Indépendamment de tout recours contre la décision de placement, le juge doit se prononcer en tant que gardien de la liberté individuelle sur la légalité de la rétention.
Après examen des éléments du dossier tels que complétés ou éclairés contradictoirement à l’audience, la requête est recevable et la procédure contrôlée est régulière.
Sur la recevabilité de la requête du préfet
L’article R.743-2 du code de l’entrée et du séjour des étrangers et du droit d’asile prévoit que lorsque la requête est formée par l’autorité administrative, elle est accompagnée de toutes pièces justificatives utiles, notamment une copie du registre prévu à l’article L. 744-2 précité.
Il est de jurisprudence constance (1re Civ., 29 janvier 2025, pourvoi n° 23-16.335) (Bordeaux, cassation) que la non-production d’une copie du registre, permettant un contrôle de l’effectivité de l’exercice des droits reconnus à l’étranger au cours de la mesure de rétention, constitue une fin de non-recevoir pouvant être accueillie sans que celui qui l’invoque ait à justifier d’un grief et qu’il ne peut être suppléé à l’absence du dépôt de cette pièce, sauf s’il est justifié d’une l’impossibilité de la joindre à la requête.
Les dispositions légales sanctionnent le défaut de dépôt d’une pièce justificative concomitamment à la requête préfectorale en prolongation par l’irrecevabilité de la demande.
Par ailleurs, il ne peut être suppléé à l’absence du dépôt des pièces justificatives utiles par leur seule communication à l’audience, sauf s’il est justifié de l’impossibilité de joindre les pièces à la requête (Cass. 1ère Civ 6 juin 2012, pourvoi n°11-30.185, Cass.1ère Civ 13 février 2019, pourvoi n°18-11.655).
Commet une première FAUTE, la préfecture des Hauts de Seine, qui adresse une requête demandant la prolongation d’une rétention alors que le dossier n’est pas accompagné de la copie du registre de rétention actualisé.

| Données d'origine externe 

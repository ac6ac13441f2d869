use crate::models::payment::PaymentError;
use rust_decimal::Decimal;
use std::str::FromStr;

pub const DONATION_PRESETS: [u32; 4] = [25, 50, 100, 250];
pub const DEFAULT_DONATION: u32 = 50;

/// Amount at cents precision that is still `> 0` after rounding.
#[derive(Debug, Clone, Copy, PartialEq, Eq, PartialOrd, Ord)]
pub struct DonationAmount(Decimal);

impl DonationAmount {
    pub fn new(amount: Decimal) -> Result<Self, PaymentError> {
        let cents = amount.round_dp(2);
        if cents <= Decimal::ZERO {
            return Err(PaymentError::invalid_amount(amount));
        }
        Ok(Self(cents))
    }

    pub fn value(&self) -> Decimal {
        self.0
    }

    /// Provider-facing value; identical to what passed validation.
    pub fn to_provider(&self) -> Decimal {
        self.0
    }
}

impl TryFrom<Decimal> for DonationAmount {
    type Error = PaymentError;

    fn try_from(amount: Decimal) -> Result<Self, Self::Error> {
        Self::new(amount)
    }
}

/// Tracks which amount the visitor picked, either one of the preset buttons
/// or the free-form field.
#[derive(Debug, Clone, PartialEq, Eq)]
pub struct AmountSelector {
    amount: Decimal,
    custom_input: String,
}

impl Default for AmountSelector {
    fn default() -> Self {
        Self {
            amount: Decimal::from(DEFAULT_DONATION),
            custom_input: String::new(),
        }
    }
}

impl AmountSelector {
    pub fn new() -> Self {
        Self::default()
    }

    pub fn presets(&self) -> impl Iterator<Item = Decimal> {
        DONATION_PRESETS.into_iter().map(Decimal::from)
    }

    pub fn select_preset(&mut self, amount: Decimal) {
        self.amount = amount;
        self.custom_input.clear();
    }

    pub fn set_custom_input(&mut self, raw: &str) {
        self.custom_input = raw.chars().filter(char::is_ascii_digit).collect();

        self.amount = if self.custom_input.is_empty() {
            Decimal::from(DEFAULT_DONATION)
        } else {
            Decimal::from_str(&self.custom_input)
                .unwrap_or_else(|_| Decimal::from(DEFAULT_DONATION))
        };
    }

    pub fn amount(&self) -> Decimal {
        self.amount
    }

    pub fn custom_input(&self) -> &str {
        &self.custom_input
    }

    // A typed value equal to a preset must not light that preset up.
    pub fn is_preset_selected(&self, amount: Decimal) -> bool {
        self.custom_input.is_empty() && self.amount == amount
    }

    pub fn can_checkout(&self) -> bool {
        self.donation_amount().is_ok()
    }

    pub fn donation_amount(&self) -> Result<DonationAmount, PaymentError> {
        DonationAmount::new(self.amount)
    }
}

Commet une deuxième FAUTE, la préfecture des Hauts de Seine, qui adresse un registre actualisé le jour de l’audience à 12H00, soit au-delà du délai légal de 96 heures pour saisir la juridiction en vertu de l’article L741-10du CESEDA.
Pour autant cette communication hors délai de la pièce justificative utile aura pour mérite de constater les mentions absentes sur la première copie du registre, notamment en vertu l’article L.744-2 de ce code les conditions du placement ou de leur maintien en rétention, en l’espèce la décision du juge judiciaire du 12/11/2025.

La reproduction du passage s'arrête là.